Mas Excalibur, apesar desta mensagem palidamente evocada da boca desconsolada e profética de Merlin, é um hino à magia do cinema. É o verdadeiro espetáculo cinematográfico em sua essência, com suas cores e figurinos e as imponentes partituras extraídas de Richard Wagner e Carl Orff. Tudo é feito por Boorman para que o cinema exubere em seus aspectos visuais: como escreveu Pauline Kael, “um luxo”; isto é, vem uma cena de tirar o fôlego seguida de outra; mas não é um luxo hollywoodiano, fácil e superficial, porque Boorman adota o rigor britânico de seu ofício. Está mais para o cérebro estético de Lawrence da Arábia (1962), do inglês David Lean, do que para as luxuosas encenações made in América, como Ben-Hur (1959), do norte-americano William Wyler, ou as extravagâncias de produção de Cecil B. De Mille. Toda extravagância em Excalibur é absolutamente controlada, sem abdicar do impacto sobre a sensibilidade do espectador.

A magia ascende em Excalibur. E é com esta característica mágica da cena que Boorman, lidando propositadamente com uma dicção de atores pré-shakespeareana (como se Lawrence Olivier nunca tivesse existido no cinema), se comunica com o observador atual. Escreveu o crítico Tuio Becker num texto de 1982: “A sensação de magia que Boorman transmite surge desse seu rigorismo. Mesmo empostados para dizer seus textos, os atores não soam ridículos.” De fato: sem embargo do assombro inicial do assistente diante das “declamações” dos intérpretes (discursos meio artificiosos, se deslocados de seu cenário mágico), aos poucos nos acostumamos com a carruagem dos diálogos e chega um envolvimento que é um tanto cerebral, outro tanto emocional (um naipe de emoção mais refinado, certamente).

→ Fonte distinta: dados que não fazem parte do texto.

//! Status line shown next to the result list.

use serde::Serialize;
use std::fmt;

/// Where a search stands, rendered as a short human-readable line.
#[derive(Debug, Clone, PartialEq, Eq, Serialize)]
#[serde(tag = "state", content = "detail", rename_all = "snake_case")]
pub enum SearchStatus {
    Searching,
    Found(usize),
    NoResults,
    Error(String),
    TimedOut,
}

impl SearchStatus {
    /// `Found` for a non-empty list, `NoResults` otherwise.
    pub fn for_count(count: usize) -> Self {
        if count == 0 { Self::NoResults } else { Self::Found(count) }
    }

    pub fn is_failure(&self) -> bool {
        matches!(self, Self::Error(_) | Self::TimedOut)
    }
}

impl fmt::Display for SearchStatus {
    fn fmt(&self, f: &mut fmt::Formatter<'_>) -> fmt::Result {
        match self {
            Self::Searching => write!(f, "Searching…"),
            Self::Found(n) => write!(f, "Found {n} items"),
            Self::NoResults => write!(f, "No results"),
            Self::Error(msg) => write!(f, "Error: {msg}"),
            Self::TimedOut => write!(f, "Search timed out"),
        }
    }
}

Boorman usa a conhecida história da Távola Redonda com muita criatividade. O triângulo amoroso formado por Arthur, Guinevere e Lancelot está repleto de considerações elevadas sobre o amor, a amizade, a honra, os esforços das batalhas nesta vida. Os movimentos sombrios das lutas entre o mago Merlin (o bem) e a fada Morgana (o mal; com ela Arthur, eles são meio-irmãos, teve uma relação sexual onírica e gerou o filho incestuoso Mordred, ser terrível que enfrenta Arthur na batalha final) assombram as fabulosas imagens de Excalibur. Lentamente, na plena posse das funções de seu ofício, Boorman vai passar ao espectador as complexidades duma história tão conhecida que se tornou lugar-comum; o esforço bem-sucedido do cineasta é retirá-la deste lugar-comum.

 

 

(Eron Duarte Fagundes – eron@dvdmagazine.com.br)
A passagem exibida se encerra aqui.